Guerrillamum's Blog


Every Teacher Matters – and so do TAs!

The Natioinal Autistic Society’s ‘Education Update’ page is asking for comments regarding Reform’s new report ‘Every Teacher Matters’ at:

http://nas-education-update.blogspot.com/2010/11/reform-some-radical-proposals-for.html

A worrying aspect of this report is that it advocates limiting the use of teaching assistants (TAs) in class, suggesting that extensive use of TAs could even be damaging, particularly in the case of children with Special Educational Needs.What do you think about this?( See my comment on the Education Update page.)

A good TA has often been all that has stood between our children and failure. I know this to be true because they WERE failing before they had TA support.

An impartial examination of the role of TAs in education must be carried out before any further changes are made. Reform is a self-declared right-thinking organisation, set up by a current Conservative government minister. They are clearlly not impartial and my view of teh report is that they set off from an ideological viewpoint i.e Cutting costs and then looked for evidence to support it. The worrying thing is that they have influence over the Government (or is it the other way round!)

Please please please either responsd to the NAS or respond on here, it really is important. Whilst you are on the NAS website please take a look at what the Government are trying to do to the Autism Act, watering down the statutory guidance to reduce it’s funding implications.

Ellen Power



The General Public is not objecting …

Nicola Clark says in yesterday’s Guardian ‘Stripping SEN children of their labels smacks of educational cleansing’ and she’s right. She says
‘In my view, stripping the children of their labels and giving more power and less accountability to schools smacks of educational cleansing. Without specific support, SEN children’s needs won’t be met and challenging behaviours will manifest. Predictable exclusions will no doubt follow.’

I wholeheartedly agree with this. Not only that, I think the timing of the OFSTED report that advocates that schools do less in terms of labelling or that there be a reduced legislative right for children to have their SEN identified and provided for is not an accident.
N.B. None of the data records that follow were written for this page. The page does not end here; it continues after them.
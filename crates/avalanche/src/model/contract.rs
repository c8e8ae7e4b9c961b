//! C-chain block envelope and the atomic txs carried in `extraData`.

use serde::{Deserialize, Serialize};

use serac_core::{AssetId, BlockHeight, ChainId, TxId, UnixTime};

use super::{RawSignature, TransferableInput, TransferableOutput};

/// A decoded C-chain block: EVM envelope metadata plus the atomic txs peeled
/// from `extraData`. The EVM transaction body itself is not indexed here;
/// only the shared-memory movements are.
#[derive(Debug, Clone, PartialEq)]
pub struct CBlock {
    pub height: BlockHeight,
    pub hash: String,
    pub parent_hash: String,
    pub timestamp: UnixTime,
    pub size: u64,
    pub tx_count: u64,
    pub extra_data_hash: String,
    pub atomic_txs: Vec<CAtomicTx>,
}

/// Funds drawn from an EVM account by an atomic export.
#[derive(Debug, Clone, PartialEq, Serialize, Deserialize)]
pub struct EvmInput {
    pub address: String,
    pub amount: u64,
    pub asset_id: AssetId,
    pub nonce: u64,
}

/// Funds credited to an EVM account by an atomic import. Not tracked as a
/// UTXO; EVM account state is out of scope.
#[derive(Debug, Clone, PartialEq, Serialize, Deserialize)]
pub struct EvmOutput {
    pub address: String,
    pub amount: u64,
    pub asset_id: AssetId,
}

#[derive(Debug, Clone, PartialEq, Serialize, Deserialize)]
#[serde(tag = "type", rename_all = "snake_case")]
pub enum CAtomicTx {
    Export {
        tx_id: TxId,
        /// Serialized unsigned tx, the message the credentials sign
        unsigned_bytes: Vec<u8>,
        destination_chain: ChainId,
        inputs: Vec<EvmInput>,
        exported_outs: Vec<TransferableOutput>,
        credentials: Vec<RawSignature>,
    },
    Import {
        tx_id: TxId,
        unsigned_bytes: Vec<u8>,
        source_chain: ChainId,
        imported_ins: Vec<TransferableInput>,
        evm_outputs: Vec<EvmOutput>,
        credentials: Vec<RawSignature>,
    },
}

impl CAtomicTx {
    pub fn tx_id(&self) -> TxId {
        match self {
            CAtomicTx::Export { tx_id, .. } | CAtomicTx::Import { tx_id, .. } => *tx_id,
        }
    }
}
The whole business of meeting the needs of SEN children in schools will cost less because they will be entitled to less, and these children will simply soon not be in mainstream schools as they find they can’t cope and schools find they don’t have to keep them.
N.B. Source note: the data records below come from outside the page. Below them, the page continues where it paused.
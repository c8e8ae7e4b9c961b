//! Validator indexer: static staking facts by subnet and by node.
//!
//! Live fields (uptime, delegation capacity, potential rewards) are merged
//! in at query time from the node; nothing volatile is persisted here.

use serde::{Deserialize, Serialize};

use serac_core::{
    bucket_watermark, watermark_write, BlockHeight, BlockIndexer, BucketWrite, Id32, IndexError,
    KvBucket, TxId, UnixTime,
};

use crate::model::{PBlock, PTransaction, StakeKind, SubnetAction};
use crate::rpc::LiveValidator;

use super::{codec_err, rev_height};

const BY_SUBNET: &[u8] = b"s:";
const BY_NODE: &[u8] = b"n:";

#[derive(Debug, Clone, Copy, PartialEq, Eq, Serialize, Deserialize)]
#[serde(rename_all = "snake_case")]
pub enum ValidatorKind {
    Validator,
    PermissionlessValidator,
    Delegator,
    PermissionlessDelegator,
    SubnetValidator,
    L1Validator,
}

impl From<StakeKind> for ValidatorKind {
    fn from(value: StakeKind) -> Self {
        match value {
            StakeKind::Validator => ValidatorKind::Validator,
            StakeKind::PermissionlessValidator => ValidatorKind::PermissionlessValidator,
            StakeKind::Delegator => ValidatorKind::Delegator,
            StakeKind::PermissionlessDelegator => ValidatorKind::PermissionlessDelegator,
        }
    }
}

#[derive(Debug, Clone, PartialEq, Serialize, Deserialize)]
pub struct ValidatorRecord {
    pub tx_hash: TxId,
    pub node_id: String,
    pub subnet_id: Id32,
    pub kind: ValidatorKind,
    pub start_time: UnixTime,
    pub end_time: UnixTime,
    /// Stake amount for primary-network txs, weight for subnet txs
    pub weight: u64,
    pub reward_addresses: Vec<String>,
    pub block_height: BlockHeight,
}

/// A record with live node data merged in, as served by the API.
#[derive(Debug, Clone, PartialEq, Serialize)]
pub struct EnrichedValidator {
    #[serde(flatten)]
    pub record: ValidatorRecord,
    pub connected: Option<bool>,
    pub uptime_performance: Option<f64>,
    pub delegation_capacity: Option<u64>,
    pub potential_reward: Option<u64>,
}

#[derive(Clone)]
pub struct ValidatorIndexer<B: KvBucket> {
    bucket: B,
}

impl<B: KvBucket> ValidatorIndexer<B> {
    pub fn new(bucket: B) -> Self {
        Self { bucket }
    }

    fn push_record(entries: &mut Vec<BucketWrite>, record: &ValidatorRecord) -> Result<(), IndexError> {
        let encoded = bincode::serialize(record).map_err(codec_err)?;

        let mut by_subnet = BY_SUBNET.to_vec();
        by_subnet.extend_from_slice(record.subnet_id.as_bytes());
        by_subnet.extend_from_slice(&rev_height(record.block_height));
        by_subnet.extend_from_slice(record.tx_hash.as_bytes());
        entries.push((by_subnet, Some(encoded.clone())));

        let mut by_node = BY_NODE.to_vec();
        by_node.extend_from_slice(record.node_id.as_bytes());
        by_node.push(0);
        by_node.extend_from_slice(&rev_height(record.block_height));
        by_node.extend_from_slice(record.tx_hash.as_bytes());
        entries.push((by_node, Some(encoded)));

        Ok(())
    }

    /// Descending by block height; ties resolve on tx hash within a height.
    pub fn by_subnet(&self, subnet_id: &Id32, limit: usize) -> Result<Vec<ValidatorRecord>, IndexError> {
        let mut prefix = BY_SUBNET.to_vec();
        prefix.extend_from_slice(subnet_id.as_bytes());
        self.scan(&prefix, limit)
    }

    pub fn by_node(&self, node_id: &str, limit: usize) -> Result<Vec<ValidatorRecord>, IndexError> {
        let mut prefix = BY_NODE.to_vec();
        prefix.extend_from_slice(node_id.as_bytes());
        prefix.push(0);
        self.scan(&prefix, limit)
    }

    fn scan(&self, prefix: &[u8], limit: usize) -> Result<Vec<ValidatorRecord>, IndexError> {
        self.bucket
            .scan_prefix(prefix)?
            .into_iter()
            .take(limit)
            .map(|(_, value)| bincode::deserialize(&value).map_err(codec_err))
            .collect()
    }
}

/// Merge the live node view into indexed records.
pub fn enrich_validators(
    records: Vec<ValidatorRecord>,
    live: &[LiveValidator],
) -> Vec<EnrichedValidator> {
    records
        .into_iter()
        .map(|record| {
            let hit = live.iter().find(|v| v.node_id == record.node_id);

            EnrichedValidator {
                connected: hit.map(|v| v.connected),
                uptime_performance: hit.map(|v| v.uptime_performance),
                delegation_capacity: hit.map(|v| v.delegation_capacity),
                potential_reward: hit.map(|v| v.potential_reward),
                record,
            }
        })
        .collect()
}

impl<B: KvBucket> BlockIndexer<PBlock> for ValidatorIndexer<B> {
    fn name(&self) -> &'static str {
        "validators"
    }

    fn watermark(&self) -> Result<Option<BlockHeight>, IndexError> {
        Ok(bucket_watermark(&self.bucket)?)
    }

    fn process_batch(&self, blocks: &[PBlock]) -> Result<(), IndexError> {
        let Some(last) = blocks.last() else {
            return Ok(());
        };

        let mut entries = Vec::new();

        for block in blocks {
            for tx in &block.txs {
                match tx {
                    PTransaction::Stake {
                        base,
                        kind,
                        node_id,
                        stake_outs,
                        end_time,
                        reward_owner,
                        subnet_id,
                        ..
                    } => {
                        let weight = stake_outs
                            .iter()
                            .filter_map(|o| o.output.amount())
                            .sum::<u64>();

                        Self::push_record(
                            &mut entries,
                            &ValidatorRecord {
                                tx_hash: base.tx_id,
                                node_id: node_id.clone(),
                                subnet_id: subnet_id.unwrap_or_default(),
                                kind: (*kind).into(),
                                start_time: block.timestamp,
                                end_time: *end_time,
                                weight,
                                reward_addresses: reward_owner.addresses.clone(),
                                block_height: block.height,
                            },
                        )?;
                    }

                    PTransaction::SubnetAction { base, action } => match action {
                        SubnetAction::AddSubnetValidator {
                            subnet_id,
                            node_id,
                            start_time: _,
                            end_time,
                            weight,
                        } => {
                            Self::push_record(
                                &mut entries,
                                &ValidatorRecord {
                                    tx_hash: base.tx_id,
                                    node_id: node_id.clone(),
                                    subnet_id: *subnet_id,
                                    kind: ValidatorKind::SubnetValidator,
                                    start_time: block.timestamp,
                                    end_time: *end_time,
                                    weight: *weight,
                                    reward_addresses: vec![],
                                    block_height: block.height,
                                },
                            )?;
                        }

                        SubnetAction::RegisterSubnetValidator {
                            subnet_id,
                            node_id,
                            weight,
                            ..
                        } => {
                            Self::push_record(
                                &mut entries,
                                &ValidatorRecord {
                                    tx_hash: base.tx_id,
                                    node_id: node_id.clone(),
                                    subnet_id: *subnet_id,
                                    kind: ValidatorKind::L1Validator,
                                    start_time: block.timestamp,
                                    end_time: 0,
                                    weight: *weight,
                                    reward_addresses: vec![],
                                    block_height: block.height,
                                },
                            )?;
                        }

                        _ => {}
                    },

                    _ => {}
                }
            }
        }

        entries.push(watermark_write(last.height));
        self.bucket.write(&entries)?;

        Ok(())
    }
}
When you look at the language used by the coalition, its ministers and some of the Press, to describe – ‘scroungers’, ‘benefit cheats’, ‘SEN misdiagnosed’, ‘sharp elbowed parents’ – you can see that a whole sector of the population that is vulerable is being set up to have the support they receive taken away. The public sector have ‘gold plated pensions’ the private sector has ‘suffered for too long;. The coalition is trying to hoodwink the electorate into going along uncomplainingly with their new ideologies that can only serve to widen the divide between the rich and poor, the haves and have nots …….. and dare I say it, the deserving and less deserving. The spin and language used by the coalition is trying to reshape the public perception of who deserves to be supported in society and who doesn’t. I find the compliance, or lack of objection from the general public utterly depressing, particularly when it comes to education and social inclusion. Meanwhile the government machine trundles on, approviing a free school here, closing a LA controlled school there, and to object is to be one of a few ‘voices in the wilderness;.

The one thing that will get this coalition government through is not the veracity of their ideals, or the legitimacy of their ideology, but the simple fact that the general public is not objecting.